**** PROVIDED RECORDS
//! Store configuration
//!
//! `DbConfig` is consumed once when a store is opened. Every field is passed
//! through to the SQLite engine adapter; nothing here is interpreted by the
//! repositories themselves.

use crate::errors::{DaoError, Result};
use lookupdao_core_types::Sensitive;
use serde::{Deserialize, Serialize};
use std::path::Path;
use std::time::Duration;

/// Dialect understood by the bundled engine adapter
pub const SQLITE_DIALECT: &str = "sqlite";

/// Connection, schema and pool settings for a store
#[derive(Debug, Clone, Serialize, Deserialize)]
#[serde(default)]
pub struct DbConfig {
    /// Path of the SQLite database file
    pub url: String,
    /// Logical database name; SQLite only exposes `main`, so this is informational
    pub database: Option<String>,
    pub catalog: Option<String>,
    pub driver: String,
    pub user: Option<String>,
    pub password: Option<Sensitive<String>>,
    pub dialect: String,
    /// Drop and create registered tables on open, drop them again on close
    pub create_schema: bool,
    /// Log every executed statement at debug level
    pub show_sql: bool,
    pub max_pool_size: usize,
    pub min_pool_size: usize,
    pub idle_timeout_ms: u64,
    pub max_age_ms: u64,
    pub connection_timeout_ms: u64,
    pub test_query: Option<String>,
    /// How long a write waits on a row held exclusively by another session
    pub lock_wait_timeout_ms: u64,
}

impl Default for DbConfig {
    fn default() -> Self {
        Self {
            url: String::new(),
            database: None,
            catalog: None,
            driver: SQLITE_DIALECT.to_string(),
            user: None,
            password: None,
            dialect: SQLITE_DIALECT.to_string(),
            create_schema: false,
            show_sql: false,
            max_pool_size: 4,
            min_pool_size: 2,
            idle_timeout_ms: 55_000,
            max_age_ms: 60_000,
            connection_timeout_ms: 20_000,
            test_query: Some("SELECT 1;".to_string()),
            lock_wait_timeout_ms: 5_000,
        }
    }
}

impl DbConfig {
    /// Default configuration for a database file
    pub fn sqlite(path: impl AsRef<Path>) -> Self {
        Self {
            url: path.as_ref().to_string_lossy().into_owned(),
            ..Self::default()
        }
    }

    /// Parse a configuration from TOML text and validate it
    pub fn from_toml_str(text: &str) -> Result<Self> {
        let config: DbConfig = toml::from_str(text).map_err(|e| DaoError::InvalidConfig {
            reason: e.to_string(),
        })?;
        config.validate()?;
        Ok(config)
    }

    /// Read a TOML configuration file and validate it
    pub fn from_file(path: impl AsRef<Path>) -> Result<Self> {
        let path = path.as_ref();
        let text = std::fs::read_to_string(path).map_err(|e| DaoError::InvalidConfig {
            reason: format!("cannot read {}: {}", path.display(), e),
        })?;
        Self::from_toml_str(&text)
    }

    /// Check the settings the engine adapter cannot work without
    pub fn validate(&self) -> Result<()> {
        let invalid = |reason: String| Err(DaoError::InvalidConfig { reason });

        if self.url.trim().is_empty() {
            return invalid("url must name a database file".to_string());
        }
        if self.url.trim() == ":memory:" {
            return invalid(
                "in-memory databases cannot be shared by pooled connections".to_string(),
            );
        }
        if !self.dialect.eq_ignore_ascii_case(SQLITE_DIALECT) {
            return invalid(format!("unsupported dialect '{}'", self.dialect));
        }
        if !self.driver.eq_ignore_ascii_case(SQLITE_DIALECT) {
            return invalid(format!("unsupported driver '{}'", self.driver));
        }
        if self.max_pool_size == 0 {
            return invalid("max_pool_size must be at least 1".to_string());
        }
        if self.min_pool_size > self.max_pool_size {
            return invalid(format!(
                "min_pool_size ({}) exceeds max_pool_size ({})",
                self.min_pool_size, self.max_pool_size
            ));
        }
        Ok(())
    }

    pub fn idle_timeout(&self) -> Duration {
        Duration::from_millis(self.idle_timeout_ms)
    }

    pub fn max_age(&self) -> Duration {
        Duration::from_millis(self.max_age_ms)
    }

    pub fn connection_timeout(&self) -> Duration {
        Duration::from_millis(self.connection_timeout_ms)
    }

    pub fn lock_wait_timeout(&self) -> Duration {
        Duration::from_millis(self.lock_wait_timeout_ms)
    }
}
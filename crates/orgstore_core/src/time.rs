//! Clock and calendar-date helpers shared by models and the facade.
//!
//! # Responsibility
//! - Provide epoch-millisecond timestamps for audit fields.
//! - Derive and validate ISO `YYYY-MM-DD` effective dates for ledger events.
//!
//! # Invariants
//! - Timestamps are UTC epoch milliseconds, never wall-clock strings.
//! - Event dates are plain calendar dates; ordering is lexicographic.

use once_cell::sync::Lazy;
use regex::Regex;
use std::time::{SystemTime, UNIX_EPOCH};

static ISO_DATE_RE: Lazy<Regex> =
    Lazy::new(|| Regex::new(r"^\d{4}-\d{2}-\d{2}$").expect("valid iso date regex"));

/// Returns the current time as UTC epoch milliseconds.
pub fn now_epoch_ms() -> i64 {
    SystemTime::now()
        .duration_since(UNIX_EPOCH)
        .map(|elapsed| elapsed.as_millis() as i64)
        .unwrap_or(0)
}

/// Returns today's UTC calendar date as an ISO `YYYY-MM-DD` string.
pub fn today_iso() -> String {
    epoch_ms_to_iso_date(now_epoch_ms())
}

/// Converts epoch milliseconds to an ISO `YYYY-MM-DD` UTC date string.
pub fn epoch_ms_to_iso_date(epoch_ms: i64) -> String {
    let days = epoch_ms.div_euclid(86_400_000);
    let (year, month, day) = civil_from_days(days);
    format!("{year:04}-{month:02}-{day:02}")
}

/// Returns whether `value` has the ISO `YYYY-MM-DD` shape.
pub fn is_iso_date(value: &str) -> bool {
    ISO_DATE_RE.is_match(value)
}

// Gregorian date from days since 1970-01-01 (Howard Hinnant's civil algorithm).
fn civil_from_days(days: i64) -> (i64, u32, u32) {
    let z = days + 719_468;
    let era = z.div_euclid(146_097);
    let doe = z.rem_euclid(146_097);
    let yoe = (doe - doe / 1460 + doe / 36_524 - doe / 146_096) / 365;
    let year = yoe + era * 400;
    let doy = doe - (365 * yoe + yoe / 4 - yoe / 100);
    let mp = (5 * doy + 2) / 153;
    let day = (doy - (153 * mp + 2) / 5 + 1) as u32;
    let month = (if mp < 10 { mp + 3 } else { mp - 9 }) as u32;
    let year = if month <= 2 { year + 1 } else { year };
    (year, month, day)
}
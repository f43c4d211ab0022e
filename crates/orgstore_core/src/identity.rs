//! Dedup identity resolution for person records.
//!
//! # Responsibility
//! - Normalize contact fields into comparable forms.
//! - Compute the phone-first, email-fallback dedup key.
//!
//! # Invariants
//! - The key is always derived from the candidate's current contact data;
//!   historical key drift between imports is never reconciled here.
//! - A candidate with neither phone nor email has no key and can never merge.

use once_cell::sync::Lazy;
use regex::Regex;
use serde::{Deserialize, Serialize};

/// The only dedup strategy currently supported.
pub const DEDUP_STRATEGY_PHONE_THEN_EMAIL: &str = "phone_then_email";

static NON_DIGIT_RE: Lazy<Regex> = Lazy::new(|| Regex::new(r"[^0-9]").expect("valid digit regex"));

/// Resolved dedup key, tagged by the contact channel it was derived from.
#[derive(Debug, Clone, PartialEq, Eq)]
pub enum DedupKey {
    /// Derived from a normalized phone number.
    Phone(String),
    /// Derived from a normalized email address.
    Email(String),
}

impl DedupKey {
    /// Encodes the key in its persisted `phone:<digits>` / `email:<addr>` form.
    pub fn encode(&self) -> String {
        match self {
            Self::Phone(digits) => format!("phone:{digits}"),
            Self::Email(addr) => format!("email:{addr}"),
        }
    }
}

/// Persisted record of how a person's dedup key was computed.
#[derive(Debug, Clone, PartialEq, Eq, Serialize, Deserialize)]
pub struct DedupDescriptor {
    /// Strategy label, currently always `phone_then_email`.
    pub strategy: String,
    /// Encoded key value; empty when the person cannot be deduplicated.
    pub key: String,
}

impl DedupDescriptor {
    /// Computes the descriptor for the given raw contact fields.
    pub fn compute(phone: &str, email: &str) -> Self {
        Self {
            strategy: DEDUP_STRATEGY_PHONE_THEN_EMAIL.to_string(),
            key: resolve(phone, email).map(|k| k.encode()).unwrap_or_default(),
        }
    }

    /// Returns whether this descriptor carries a usable key.
    pub fn is_resolvable(&self) -> bool {
        !self.key.is_empty()
    }
}

/// Normalizes a phone number by stripping every non-digit character.
pub fn normalize_phone(raw: &str) -> String {
    NON_DIGIT_RE.replace_all(raw.trim(), "").into_owned()
}

/// Normalizes an email address by trimming and lower-casing it.
pub fn normalize_email(raw: &str) -> String {
    raw.trim().to_lowercase()
}

/// Resolves the dedup key for raw contact fields.
///
/// Precedence is fixed: phone when it normalizes to a non-empty digit
/// string, otherwise email, otherwise `None`.
pub fn resolve(phone: &str, email: &str) -> Option<DedupKey> {
    let digits = normalize_phone(phone);
    if !digits.is_empty() {
        return Some(DedupKey::Phone(digits));
    }
    let addr = normalize_email(email);
    if !addr.is_empty() {
        return Some(DedupKey::Email(addr));
    }
    None
}
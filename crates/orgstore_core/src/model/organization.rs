//! Organization root record.

use crate::time::now_epoch_ms;
use serde::{Deserialize, Serialize};

/// Default id for the singleton organization record.
pub const DEFAULT_ORG_ID: &str = "org_default";

/// Singleton root of the store: one organization per document.
#[derive(Debug, Clone, PartialEq, Eq, Serialize, Deserialize)]
pub struct Organization {
    /// Stable organization id.
    pub id: String,
    /// Display name.
    pub name: String,
    /// Creation timestamp, epoch milliseconds.
    pub created_at: i64,
    /// Last-update timestamp, epoch milliseconds.
    pub updated_at: i64,
}

impl Organization {
    /// Creates the organization record with the default id.
    pub fn new(name: impl Into<String>) -> Self {
        let now = now_epoch_ms();
        Self {
            id: DEFAULT_ORG_ID.to_string(),
            name: name.into(),
            created_at: now,
            updated_at: now,
        }
    }

    /// Renames the organization and bumps `updated_at`.
    pub fn rename(&mut self, name: impl Into<String>) {
        self.name = name.into();
        self.updated_at = now_epoch_ms();
    }
}
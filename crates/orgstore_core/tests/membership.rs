use orgstore_core::{OrgStore, StoreError, UpsertCandidate};
use serde_json::json;
use std::collections::BTreeMap;
use uuid::Uuid;

fn store_with_person_and_group(dir: &tempfile::TempDir) -> (OrgStore, Uuid, Uuid) {
    let mut store = OrgStore::open(dir.path().join("org_store.json")).unwrap();
    let group = store.create_group("backend", "", Vec::new());
    let person = store
        .upsert_person(UpsertCandidate {
            name: "Alice".to_string(),
            phone: "13800138000".to_string(),
            source: "test".to_string(),
            ..UpsertCandidate::default()
        })
        .unwrap()
        .person_id;
    (store, person, group)
}

#[test]
fn adding_the_same_pair_twice_keeps_exactly_one_membership() {
    let dir = tempfile::tempdir().unwrap();
    let (mut store, person, group) = store_with_person_and_group(&dir);

    store
        .add_or_update_membership(
            person,
            group,
            BTreeMap::from([("role".to_string(), json!("lead"))]),
        )
        .unwrap();
    store
        .add_or_update_membership(
            person,
            group,
            BTreeMap::from([("task".to_string(), json!("docs"))]),
        )
        .unwrap();

    let memberships = &store.person(person).unwrap().memberships;
    assert_eq!(memberships.len(), 1);
    // Attributes from both calls are shallow-merged onto the same pair.
    assert_eq!(memberships[0].attributes["role"], json!("lead"));
    assert_eq!(memberships[0].attributes["task"], json!("docs"));
}

#[test]
fn removal_is_an_idempotent_no_op() {
    let dir = tempfile::tempdir().unwrap();
    let (mut store, person, group) = store_with_person_and_group(&dir);

    store
        .add_or_update_membership(person, group, BTreeMap::new())
        .unwrap();

    assert!(store.remove_membership(person, group));
    assert!(!store.remove_membership(person, group));
    assert!(!store.remove_membership(Uuid::new_v4(), group));
    assert!(store.person(person).unwrap().memberships.is_empty());
}

#[test]
fn unknown_references_are_rejected_before_any_state_change() {
    let dir = tempfile::tempdir().unwrap();
    let (mut store, person, group) = store_with_person_and_group(&dir);

    let missing_group = Uuid::new_v4();
    let err = store
        .add_or_update_membership(person, missing_group, BTreeMap::new())
        .unwrap_err();
    assert!(matches!(err, StoreError::UnknownGroup(id) if id == missing_group));

    let missing_person = Uuid::new_v4();
    let err = store
        .add_or_update_membership(missing_person, group, BTreeMap::new())
        .unwrap_err();
    assert!(matches!(err, StoreError::UnknownPerson(id) if id == missing_person));

    assert!(store.person(person).unwrap().memberships.is_empty());
}

#[test]
fn group_deletion_cascades_and_leaves_no_dangling_references() {
    let dir = tempfile::tempdir().unwrap();
    let (mut store, person, group) = store_with_person_and_group(&dir);

    store
        .add_or_update_membership(person, group, BTreeMap::new())
        .unwrap();
    assert_eq!(store.list_members(group).len(), 1);

    assert!(store.delete_group(group));
    assert!(!store.delete_group(group));

    assert!(store.group(group).is_none());
    assert!(store.person(person).unwrap().memberships.is_empty());
    assert!(store.list_members(group).is_empty());
}

#[test]
fn member_listing_and_group_listing_stay_consistent() {
    let dir = tempfile::tempdir().unwrap();
    let (mut store, person, group) = store_with_person_and_group(&dir);
    let other_group = store.create_group("frontend", "", Vec::new());

    store
        .add_or_update_membership(person, group, BTreeMap::new())
        .unwrap();
    store
        .add_or_update_membership(person, other_group, BTreeMap::new())
        .unwrap();

    let members = store.list_members(group);
    assert_eq!(members.len(), 1);
    assert_eq!(members[0].0.id, person);

    let groups: Vec<Uuid> = store
        .groups_of(person)
        .iter()
        .map(|(group, _)| group.id)
        .collect();
    assert_eq!(groups.len(), 2);
    assert!(groups.contains(&group));
    assert!(groups.contains(&other_group));
}

#[test]
fn upsert_can_join_a_group_in_the_same_operation() {
    let dir = tempfile::tempdir().unwrap();
    let mut store = OrgStore::open(dir.path().join("org_store.json")).unwrap();
    let group = store.create_group("backend", "", Vec::new());

    let outcome = store
        .upsert_person(UpsertCandidate {
            name: "Alice".to_string(),
            phone: "13800138000".to_string(),
            source: "csv_import".to_string(),
            group: Some(group),
            membership_attributes: BTreeMap::from([("role".to_string(), json!("lead"))]),
            ..UpsertCandidate::default()
        })
        .unwrap();

    let members = store.list_members(group);
    assert_eq!(members.len(), 1);
    assert_eq!(members[0].0.id, outcome.person_id);
    assert_eq!(members[0].1.attributes["role"], json!("lead"));

    // Upserting into an unknown group must not create the person either.
    let missing = Uuid::new_v4();
    let err = store
        .upsert_person(UpsertCandidate {
            name: "Bob".to_string(),
            email: "bob@example.com".to_string(),
            group: Some(missing),
            ..UpsertCandidate::default()
        })
        .unwrap_err();
    assert!(matches!(err, StoreError::UnknownGroup(id) if id == missing));
    assert_eq!(store.people().len(), 1);
}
********
## WORK ORDER
Filter the records above down to the lines containing "bool".

## EXPECTED ANSWER
    pub create_schema: bool,
    pub show_sql: bool,
pub fn is_iso_date(value: &str) -> bool {
    pub fn is_resolvable(&self) -> bool {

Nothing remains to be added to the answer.